Task goal: Below are the records; collect from them each line containing the string "contains".
»»
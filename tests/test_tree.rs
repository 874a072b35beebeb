mod common;

use sprig::*;

fn populate(repo: &Repository) {
    common::write_file(repo, "README", b"readme\n");
    common::write_file(repo, "src/main.rs", b"fn main() {}\n");
    common::write_file(repo, "src/util/mod.rs", b"\n");
    common::write_file(repo, "docs/guide.md", b"# guide\n");
}

#[test]
fn unchanged_directory_builds_same_tree() {
    let dir = tempfile::tempdir().unwrap();
    let repo = common::create_repo(dir.path());
    populate(&repo);

    let first = repo.build_tree(".", false).unwrap();
    let second = repo.build_tree(".", false).unwrap();
    assert_eq!(first.id(), second.id());
    assert_eq!(first.serialize(), second.serialize());
}

#[test]
fn metadata_directory_is_skipped() {
    let dir = tempfile::tempdir().unwrap();
    let repo = common::create_repo(dir.path());
    populate(&repo);

    let tree = repo.build_tree(".", false).unwrap();
    let names: Vec<String> = tree.entries().iter().map(|e| e.name_lossy()).collect();
    assert_eq!(names, vec!["README", "docs", "src"]);
}

#[test]
fn content_change_deep_down_changes_root() {
    let dir = tempfile::tempdir().unwrap();
    let repo = common::create_repo(dir.path());
    populate(&repo);

    let before = repo.build_tree(".", false).unwrap();
    common::write_file(&repo, "src/util/mod.rs", b"pub mod x;\n");
    let after = repo.build_tree(".", false).unwrap();

    assert_ne!(before.id(), after.id());
    assert_eq!(before.get(b"README"), after.get(b"README"));
    assert_eq!(before.get(b"docs"), after.get(b"docs"));
    assert_ne!(before.get(b"src").unwrap().id, after.get(b"src").unwrap().id);
}

#[test]
fn subtrees_are_stored_blobs_only_on_request() {
    let dir = tempfile::tempdir().unwrap();
    let repo = common::create_repo(dir.path());
    populate(&repo);

    let tree = repo.build_tree(".", false).unwrap();
    let src = tree.get(b"src").unwrap();
    assert!(src.is_tree());
    assert!(repo.objects().contains(src.id));
    let readme = tree.get(b"README").unwrap();
    assert!(!repo.objects().contains(readme.id));
    assert!(!repo.objects().contains(tree.id()));

    let tree = repo.build_tree(".", true).unwrap();
    assert!(repo.objects().contains(tree.get(b"README").unwrap().id));
}

#[cfg(unix)]
#[test]
fn modes_are_os_mode_bits() {
    use std::os::unix::fs::PermissionsExt;

    let dir = tempfile::tempdir().unwrap();
    let repo = common::create_repo(dir.path());
    common::write_file(&repo, "run.sh", b"#!/bin/sh\n");
    let script = repo.worktree().join("run.sh");
    std::fs::set_permissions(&script, std::fs::Permissions::from_mode(0o755)).unwrap();
    std::os::unix::fs::symlink("run.sh", repo.worktree().join("link")).unwrap();

    let tree = repo.build_tree(".", false).unwrap();
    let run = tree.get(b"run.sh").unwrap();
    assert_eq!(run.mode, 0o100755);
    assert_eq!(run.file_type(), Some(FileType::Executable));

    let link = tree.get(b"link").unwrap();
    assert_eq!(link.file_type(), Some(FileType::Link));
    assert_eq!(link.id, hash::hash_object(ObjectKind::Blob, b"run.sh"));
}

#[test]
fn build_tree_rejects_files_and_outside_paths() {
    let dir = tempfile::tempdir().unwrap();
    let repo = common::create_repo(dir.path());
    populate(&repo);
    assert!(matches!(repo.build_tree("README", false), Err(Error::InvalidArgument(_))));
    assert!(matches!(repo.build_tree(dir.path(), false), Err(Error::InvalidArgument(_))));
}

#[test]
fn write_tree_matches_build_tree_after_staging_everything() {
    let dir = tempfile::tempdir().unwrap();
    let repo = common::create_repo(dir.path());
    populate(&repo);

    repo.stage(&[repo.worktree().to_path_buf()]).unwrap();
    let written = repo.write_tree().unwrap();
    let built = repo.build_tree(".", false).unwrap();
    assert_eq!(written, built.id());
    assert!(repo.objects().contains(written));
}

#[test]
fn write_tree_nests_staged_files() {
    let dir = tempfile::tempdir().unwrap();
    let repo = common::create_repo(dir.path());
    populate(&repo);
    repo.stage(&["README", "src/util/mod.rs"]).unwrap();

    let root = repo.write_tree().unwrap();
    let listing: Vec<String> = repo
        .read_tree_recursive(root)
        .unwrap()
        .into_iter()
        .map(|(path, _)| path)
        .collect();
    assert_eq!(listing, vec!["README", "src/util/mod.rs"]);

    let tree = tree::read_tree(repo.objects(), root).unwrap();
    let src = tree.get(b"src").unwrap();
    assert_eq!(src.mode, MODE_TREE);
}

#[test]
fn empty_index_writes_empty_tree() {
    let dir = tempfile::tempdir().unwrap();
    let repo = common::create_repo(dir.path());
    let id = repo.write_tree().unwrap();
    assert_eq!(id.to_hex(), "4b825dc642cb6eb9a060e54bf8d69288fbee4904");
}
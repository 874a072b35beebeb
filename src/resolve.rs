//! Revision resolution: turning `HEAD`, hashes, short hashes and branch or
//! tag names into object ids.

use std::collections::BTreeSet;

use crate::error::{Error, Result};
use crate::hash::{self, ObjectId, HEX_LEN};
use crate::object::{Object, ObjectKind};
use crate::odb::MIN_PREFIX_LEN;
use crate::paths::validate_ref_name;
use crate::refs::{self, HEAD, HEADS_PREFIX, TAGS_PREFIX};
use crate::repo::Repository;

/// Every object id `spec` could name, without looking at object kinds.
///
/// Hex specs of 4 to 40 digits are matched against stored objects first;
/// when no object matches, and for every other spec, the name is tried as
/// a full ref name, a tag and a branch.
pub fn candidates(repo: &Repository, spec: &str) -> Result<BTreeSet<ObjectId>> {
    if spec == HEAD {
        return Ok(BTreeSet::from([refs::deref_ref(repo.meta_dir(), HEAD)?]));
    }

    if hash::is_hex(spec) && (MIN_PREFIX_LEN..=HEX_LEN).contains(&spec.len()) {
        let found = repo.objects().resolve_prefix(spec)?;
        if !found.is_empty() {
            return Ok(found);
        }
        log::trace!("no object matches {}, trying ref names", spec);
    }

    let mut found = BTreeSet::new();
    let mut names = vec![format!("{}{}", TAGS_PREFIX, spec), format!("{}{}", HEADS_PREFIX, spec)];
    if spec.starts_with("refs/") {
        names.insert(0, spec.to_string());
    }
    for name in names {
        validate_ref_name(&name)
            .map_err(|_| Error::invalid_argument(format!("malformed revision {:?}", spec)))?;
        match refs::deref_ref(repo.meta_dir(), &name) {
            Ok(id) => {
                found.insert(id);
            }
            Err(e) if e.is_not_found() => {}
            Err(e) => return Err(e),
        }
    }
    Ok(found)
}

/// Resolve `spec` to a single object id.
///
/// Without `expected`, the id `spec` names is returned as-is. With
/// `expected`, objects are peeled until one of that kind is reached: a
/// commit yields its tree when a tree is expected, and a tag yields its
/// target when `follow` is set. If peeling cannot reach the expected kind
/// the result is [`Error::NotFound`] when `follow` is set and `Ok(None)`
/// otherwise.
///
/// # Errors
/// * [`Error::InvalidArgument`] for an empty or malformed spec.
/// * [`Error::NotFound`] when nothing matches.
/// * [`Error::Ambiguous`] when a short hash or name matches several objects;
///   the error carries every candidate.
pub fn resolve(
    repo: &Repository,
    spec: &str,
    expected: Option<ObjectKind>,
    follow: bool,
) -> Result<Option<ObjectId>> {
    let spec = spec.trim();
    if spec.is_empty() {
        return Err(Error::invalid_argument("empty revision"));
    }

    let found = candidates(repo, spec)?;
    if found.len() > 1 {
        return Err(Error::ambiguous(spec, found.into_iter().collect()));
    }
    let mut id = found
        .into_iter()
        .next()
        .ok_or_else(|| Error::not_found(format!("revision {}", spec)))?;

    let expected = match expected {
        None => return Ok(Some(id)),
        Some(kind) => kind,
    };

    loop {
        let obj = repo.read_object(id)?;
        if obj.kind() == expected {
            return Ok(Some(id));
        }
        id = match obj {
            Object::Tag(tag) if follow => tag.target,
            Object::Commit(commit) if expected == ObjectKind::Tree => commit.tree,
            other => {
                log::debug!("{} is a {}, not a {}", id, other.kind(), expected);
                if follow {
                    return Err(Error::not_found(format!(
                        "{} does not lead to a {}",
                        spec, expected
                    )));
                }
                return Ok(None);
            }
        };
    }
}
««
Exercise output:
    assert!(repo.objects().contains(src.id));
    assert!(!repo.objects().contains(readme.id));
    assert!(!repo.objects().contains(tree.id()));
    assert!(repo.objects().contains(tree.get(b"README").unwrap().id));
    assert!(repo.objects().contains(written));
    if hash::is_hex(spec) && (MIN_PREFIX_LEN..=HEX_LEN).contains(&spec.len()) {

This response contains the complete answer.